#### Assigned task
All lines in the data that hold the word "format" need copying.

Saved entries
━━━━━━

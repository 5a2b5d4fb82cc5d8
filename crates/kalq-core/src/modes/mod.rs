//! Calculator modes: button grids, activation dispatch, and evaluation.
//!
//! Each mode owns a button grid and its own reading of `=`. Labels are
//! opaque strings; only the active mode's dispatch understands them.

pub mod baseconv;
pub mod gates;
pub mod pattern;

use std::collections::HashMap;

use tracing::debug;

use crate::expr;
use crate::history::HistoryLog;
use crate::result::EvalResult;

/// The active calculator mode.
#[derive(Debug, Clone, Copy, PartialEq, Eq, Default)]
pub enum Mode {
    #[default]
    Standard,
    Programmer,
    LogicGate,
    Regex,
    BaseConversion,
}

/// A button grid: rows of labels. Rows may have different lengths.
pub type Grid = &'static [&'static [&'static str]];

const CONTROL_ROW: &[&str] = &["=", "C", "Del", "Ans", "Help", "Quit"];

const STANDARD_GRID: Grid = &[
    &["7", "8", "9", "/", "sin(", "cos("],
    &["4", "5", "6", "*", "tan(", "sqrt("],
    &["1", "2", "3", "-", "log(", "exp("],
    &["0", ".", "π", "+", "(", ")"],
    CONTROL_ROW,
];

const PROGRAMMER_GRID: Grid = &[
    &["7", "8", "9", "/", "abs(", "floor("],
    &["4", "5", "6", "*", "ceil(", "round("],
    &["1", "2", "3", "-", "pow(", "min("],
    &["0", ".", "%", "+", "(", ")"],
    CONTROL_ROW,
];

const LOGIC_GATE_GRID: Grid = &[
    &["AND", "OR", "NOT", "XOR", "NAND", "NOR"],
    &["7", "8", "9", "/", "sin(", "cos("],
    &["4", "5", "6", "*", "tan(", "sqrt("],
    &["1", "2", "3", "-", "log(", "exp("],
    &["0", ".", "π", "+", "(", ")"],
    CONTROL_ROW,
];

const REGEX_GRID: Grid = &[
    &[".", "*", "+", "?", "|", ","],
    &["(", ")", "[", "]", "{", "}"],
    &["\\d", "\\w", "\\s", "\\b", "^", "$"],
    &["0", "1", "2", "3", "a", "b"],
    CONTROL_ROW,
];

// The last row is deliberately short: selection clamping must cope with
// ragged grids.
const BASE_CONVERSION_GRID: Grid = &[
    &["2:", "8:", "10:", "16:", ":", "Swap"],
    &["7", "8", "9", "A", "B", "C"],
    &["4", "5", "6", "D", "E", "F"],
    &["1", "2", "3", "0", "=", "Clr"],
    &["Del", "Ans", "Help", "Quit"],
];

impl Mode {
    /// Fixed cycle order; five steps return to the start.
    pub fn cycle(self) -> Mode {
        match self {
            Mode::Standard => Mode::Programmer,
            Mode::Programmer => Mode::LogicGate,
            Mode::LogicGate => Mode::Regex,
            Mode::Regex => Mode::BaseConversion,
            Mode::BaseConversion => Mode::Standard,
        }
    }

    pub fn display_name(self) -> &'static str {
        match self {
            Mode::Standard => "standard",
            Mode::Programmer => "programmer",
            Mode::LogicGate => "logic-gate",
            Mode::Regex => "regex",
            Mode::BaseConversion => "base-conversion",
        }
    }

    /// Parses a mode name as used in config and on the command line.
    pub fn from_name(name: &str) -> Option<Mode> {
        Some(match name {
            "standard" => Mode::Standard,
            "programmer" => Mode::Programmer,
            "logic-gate" | "logic" => Mode::LogicGate,
            "regex" => Mode::Regex,
            "base-conversion" | "base" => Mode::BaseConversion,
            _ => return None,
        })
    }

    /// The mode's button grid.
    pub fn grid(self) -> Grid {
        match self {
            Mode::Standard => STANDARD_GRID,
            Mode::Programmer => PROGRAMMER_GRID,
            Mode::LogicGate => LOGIC_GATE_GRID,
            Mode::Regex => REGEX_GRID,
            Mode::BaseConversion => BASE_CONVERSION_GRID,
        }
    }
}

/// What a button activation asks the input layer to do.
#[derive(Debug, Clone, PartialEq, Eq)]
pub enum Action {
    /// Insert text at the cursor, then step the cursor back `cursor_back`
    /// chars (used to land inside freshly inserted parentheses).
    InsertText { text: String, cursor_back: usize },
    /// Replace the whole expression (base-conversion swap).
    SetExpression(String),
    Evaluate,
    ClearAll,
    DeleteBeforeCursor,
    InsertAnswer,
    ToggleHelp,
    Quit,
}

impl Action {
    fn insert(text: &str) -> Action {
        Action::InsertText {
            text: text.to_string(),
            cursor_back: 0,
        }
    }

    /// Inserts `name()` with the cursor between the parens; `name_paren`
    /// must already end with the opening paren.
    fn insert_call(name_paren: &str) -> Action {
        Action::InsertText {
            text: format!("{name_paren})"),
            cursor_back: 1,
        }
    }
}

/// Maps a button label to its action for the given mode.
///
/// Unknown labels insert themselves verbatim; every label a grid can
/// produce is either a control button or plain insertable text.
pub fn activate(mode: Mode, label: &str, expression: &str) -> Action {
    match label {
        "=" => return Action::Evaluate,
        "Del" => return Action::DeleteBeforeCursor,
        "Ans" => return Action::InsertAnswer,
        "Help" => return Action::ToggleHelp,
        "Quit" => return Action::Quit,
        _ => {}
    }

    // "C" is the clear button everywhere except base-conversion mode,
    // where it is the hex digit and "Clr" clears instead.
    match mode {
        Mode::BaseConversion => match label {
            "Clr" => Action::ClearAll,
            // Swapping without a colon leaves the expression untouched.
            "Swap" => match baseconv::swap(expression) {
                Some(swapped) => Action::SetExpression(swapped),
                None => Action::SetExpression(expression.to_string()),
            },
            _ => Action::insert(label),
        },
        _ if label == "C" => Action::ClearAll,
        Mode::LogicGate if is_gate_label(label) => Action::insert_call(&format!("{label}(")),
        _ if label.ends_with('(') && label.len() > 1 => Action::insert_call(label),
        _ => Action::insert(label),
    }
}

fn is_gate_label(label: &str) -> bool {
    matches!(label, "AND" | "OR" | "NOT" | "XOR" | "NAND" | "NOR")
}

/// Outcome of an `=` activation.
#[derive(Debug, Clone, PartialEq)]
pub enum Evaluated {
    /// A result to display (and, on success, already logged to history).
    Result(EvalResult),
    /// A `plot <expr>` request; the presentation layer renders it.
    Plot(String),
}

/// Dispatches evaluation by mode and owns the history log.
#[derive(Debug, Default)]
pub struct ModeEngine {
    pub mode: Mode,
    pub history: HistoryLog,
}

impl ModeEngine {
    pub fn new(mode: Mode) -> Self {
        Self {
            mode,
            history: HistoryLog::new(),
        }
    }

    /// Advances to the next mode.
    pub fn cycle_mode(&mut self) {
        self.mode = self.mode.cycle();
        debug!(mode = self.mode.display_name(), "mode switched");
    }

    /// Evaluates the expression under the active mode.
    ///
    /// `ans` is the previous numeric result (0.0 when the previous result
    /// was not a number). Successful results are appended to history.
    pub fn evaluate(&mut self, expression: &str, ans: f64) -> Evaluated {
        let result = match self.mode {
            Mode::Standard | Mode::Programmer => {
                if let Some(source) = expression.strip_prefix("plot ") {
                    return Evaluated::Plot(source.trim().to_string());
                }
                let mut bindings = HashMap::new();
                bindings.insert("ans".to_string(), ans);
                expr::evaluate(expression, &bindings)
            }
            Mode::LogicGate => gates::evaluate(expression),
            Mode::Regex => pattern::test(expression),
            Mode::BaseConversion => baseconv::convert(expression),
        };

        debug!(mode = self.mode.display_name(), %result, "evaluated");
        if result.is_success() {
            self.history.push(expression, result.to_string());
        }
        Evaluated::Result(result)
    }
}

#[cfg(test)]
mod tests {
    use super::*;
    use crate::result::EvalErrorKind;

    #[test]
    fn cycling_is_closed_under_five_applications() {
        let mut mode = Mode::Standard;
        for _ in 0..5 {
            mode = mode.cycle();
        }
        assert_eq!(mode, Mode::Standard);
    }

    #[test]
    fn every_grid_has_rows_and_labels() {
        for mode in [
            Mode::Standard,
            Mode::Programmer,
            Mode::LogicGate,
            Mode::Regex,
            Mode::BaseConversion,
        ] {
            let grid = mode.grid();
            assert!(!grid.is_empty());
            assert!(grid.iter().all(|row| !row.is_empty()));
        }
    }

    #[test]
    fn function_buttons_land_cursor_inside_parens() {
        let action = activate(Mode::Standard, "sin(", "");
        assert_eq!(
            action,
            Action::InsertText {
                text: "sin()".to_string(),
                cursor_back: 1,
            }
        );
    }

    #[test]
    fn gate_buttons_insert_calls() {
        let action = activate(Mode::LogicGate, "NAND", "");
        assert_eq!(
            action,
            Action::InsertText {
                text: "NAND()".to_string(),
                cursor_back: 1,
            }
        );
    }

    #[test]
    fn clear_label_depends_on_mode() {
        assert_eq!(activate(Mode::Standard, "C", ""), Action::ClearAll);
        assert_eq!(
            activate(Mode::BaseConversion, "C", ""),
            Action::insert("C")
        );
        assert_eq!(activate(Mode::BaseConversion, "Clr", ""), Action::ClearAll);
    }

    #[test]
    fn swap_rewrites_the_expression() {
        assert_eq!(
            activate(Mode::BaseConversion, "Swap", "16:FF"),
            Action::SetExpression("FF:16".to_string())
        );
    }

    #[test]
    fn evaluate_appends_successes_to_history() {
        let mut engine = ModeEngine::new(Mode::Standard);
        engine.evaluate("2+2", 0.0);
        engine.evaluate("nope", 0.0);
        assert_eq!(engine.history.len(), 1);
        let entry = engine.history.iter().next().unwrap();
        assert_eq!(entry.expression, "2+2");
        assert_eq!(entry.display, "4");
    }

    #[test]
    fn history_is_fifo_bounded_across_evaluations() {
        let mut engine = ModeEngine::new(Mode::Standard);
        for i in 0..11 {
            engine.evaluate(&format!("{i}+0"), 0.0);
        }
        assert_eq!(engine.history.len(), 10);
        assert_eq!(
            engine.history.iter().next().unwrap().expression,
            "1+0"
        );
    }

    #[test]
    fn plot_prefix_is_routed_not_evaluated() {
        let mut engine = ModeEngine::new(Mode::Standard);
        let outcome = engine.evaluate("plot sin(x)", 0.0);
        assert_eq!(outcome, Evaluated::Plot("sin(x)".to_string()));
        assert!(engine.history.is_empty());
    }

    #[test]
    fn ans_binding_flows_through() {
        let mut engine = ModeEngine::new(Mode::Standard);
        let Evaluated::Result(result) = engine.evaluate("ans+1", 41.0) else {
            panic!("expected result");
        };
        assert_eq!(result, EvalResult::Number(42.0));
    }

    #[test]
    fn mode_specific_evaluation_dispatch() {
        let mut engine = ModeEngine::new(Mode::LogicGate);
        let Evaluated::Result(result) = engine.evaluate("AND 101 011", 0.0) else {
            panic!("expected result");
        };
        assert_eq!(result, EvalResult::Text("1".to_string()));

        engine.mode = Mode::Regex;
        let Evaluated::Result(result) = engine.evaluate("a+,baaab", 0.0) else {
            panic!("expected result");
        };
        assert_eq!(result, EvalResult::Text("1 match(es): aaa".to_string()));

        engine.mode = Mode::BaseConversion;
        let Evaluated::Result(result) = engine.evaluate("16:FF", 0.0) else {
            panic!("expected result");
        };
        assert!(matches!(result, EvalResult::Text(s) if s.starts_with("DEC: 255")));
    }

    #[test]
    fn switching_mode_preserves_history() {
        let mut engine = ModeEngine::new(Mode::Standard);
        engine.evaluate("2+2", 0.0);
        engine.cycle_mode();
        assert_eq!(engine.history.len(), 1);
        assert_eq!(engine.mode, Mode::Programmer);
    }

    #[test]
    fn name_errors_do_not_reach_history() {
        let mut engine = ModeEngine::new(Mode::Standard);
        let Evaluated::Result(result) = engine.evaluate("__import__('os')", 0.0) else {
            panic!("expected result");
        };
        let EvalResult::Error(e) = result else {
            panic!("expected error");
        };
        assert_eq!(e.kind, EvalErrorKind::NameNotAllowed);
        assert!(engine.history.is_empty());
    }
}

━━━━━━

#### Reply
            text: format!("{name_paren})"),
        Mode::LogicGate if is_gate_label(label) => Action::insert_call(&format!("{label}(")),
            engine.evaluate(&format!("{i}+0"), 0.0);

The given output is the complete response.